▸ Task description
Out of the lines below, please list those that hold the string "EngineError".

Entries supplied below:

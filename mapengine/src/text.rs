use ab_glyph::{Font, FontArc, PxScale, ScaleFont, point};
use image::{Rgba, RgbaImage};
use std::path::Path;

use crate::compositor::blend;
use crate::error::EngineError;
use crate::labels::GlyphMetrics;

/// Outline offsets drawn under each glyph, in pixels.
const OUTLINE: [(i32, i32); 8] = [
    (-2, 0),
    (2, 0),
    (0, -2),
    (0, 2),
    (-1, -1),
    (1, -1),
    (-1, 1),
    (1, 1),
];

pub struct TextRenderer {
    font: FontArc,
}

impl TextRenderer {
    pub fn new(font_data: Vec<u8>) -> Result<Self, EngineError> {
        let font = FontArc::try_from_vec(font_data).map_err(|_| EngineError::Font { path: None })?;
        Ok(Self { font })
    }

    pub fn from_file(path: &Path) -> Result<Self, EngineError> {
        let data = std::fs::read(path).map_err(|source| EngineError::Io {
            path: path.to_path_buf(),
            source,
        })?;
        let font = FontArc::try_from_vec(data).map_err(|_| EngineError::Font {
            path: Some(path.to_path_buf()),
        })?;
        Ok(Self { font })
    }

    /// Draws `text` centred on `center` with extra `letter_spacing` between
    /// glyphs: a dark outline first, then the fill.
    pub fn draw_label(
        &self,
        image: &mut RgbaImage,
        text: &str,
        center: (f32, f32),
        px: f32,
        letter_spacing: f32,
        fill: Rgba<u8>,
        outline: Rgba<u8>,
    ) {
        let scale = PxScale { x: px, y: px };
        let scaled_font = self.font.as_scaled(scale);
        let gaps = text.chars().count().saturating_sub(1) as f32;
        let total = self.text_width(text, px) + letter_spacing * gaps;
        let baseline = center.1 + (scaled_font.ascent() + scaled_font.descent()) / 2.0;

        for (offset, color) in OUTLINE
            .iter()
            .map(|&o| (o, outline))
            .chain(std::iter::once(((0, 0), fill)))
        {
            let mut x_pos = center.0 - total / 2.0;
            for c in text.chars() {
                if c.is_control() {
                    continue;
                }
                let glyph_id = self.font.glyph_id(c);
                let glyph = glyph_id.with_scale_and_position(
                    scale,
                    point(x_pos + offset.0 as f32, baseline + offset.1 as f32),
                );
                if let Some(outlined) = self.font.outline_glyph(glyph) {
                    let bounds = outlined.px_bounds();
                    outlined.draw(|x, y, coverage| {
                        let px = bounds.min.x as i64 + x as i64;
                        let py = bounds.min.y as i64 + y as i64;
                        if px >= 0
                            && py >= 0
                            && px < image.width() as i64
                            && py < image.height() as i64
                        {
                            blend(image.get_pixel_mut(px as u32, py as u32), color, coverage);
                        }
                    });
                }
                x_pos += scaled_font.h_advance(glyph_id) + letter_spacing;
            }
        }
    }
}

impl GlyphMetrics for TextRenderer {
    fn text_width(&self, text: &str, px: f32) -> f32 {
        let scaled_font = self.font.as_scaled(PxScale { x: px, y: px });
        text.chars()
            .filter(|c| !c.is_control())
            .map(|c| scaled_font.h_advance(self.font.glyph_id(c)))
            .sum()
    }
}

End of Entries supplied.

▸ Result of the exercise
use crate::error::EngineError;
    pub fn new(font_data: Vec<u8>) -> Result<Self, EngineError> {
        let font = FontArc::try_from_vec(font_data).map_err(|_| EngineError::Font { path: None })?;
    pub fn from_file(path: &Path) -> Result<Self, EngineError> {
        let data = std::fs::read(path).map_err(|source| EngineError::Io {
        let font = FontArc::try_from_vec(data).map_err(|_| EngineError::Font {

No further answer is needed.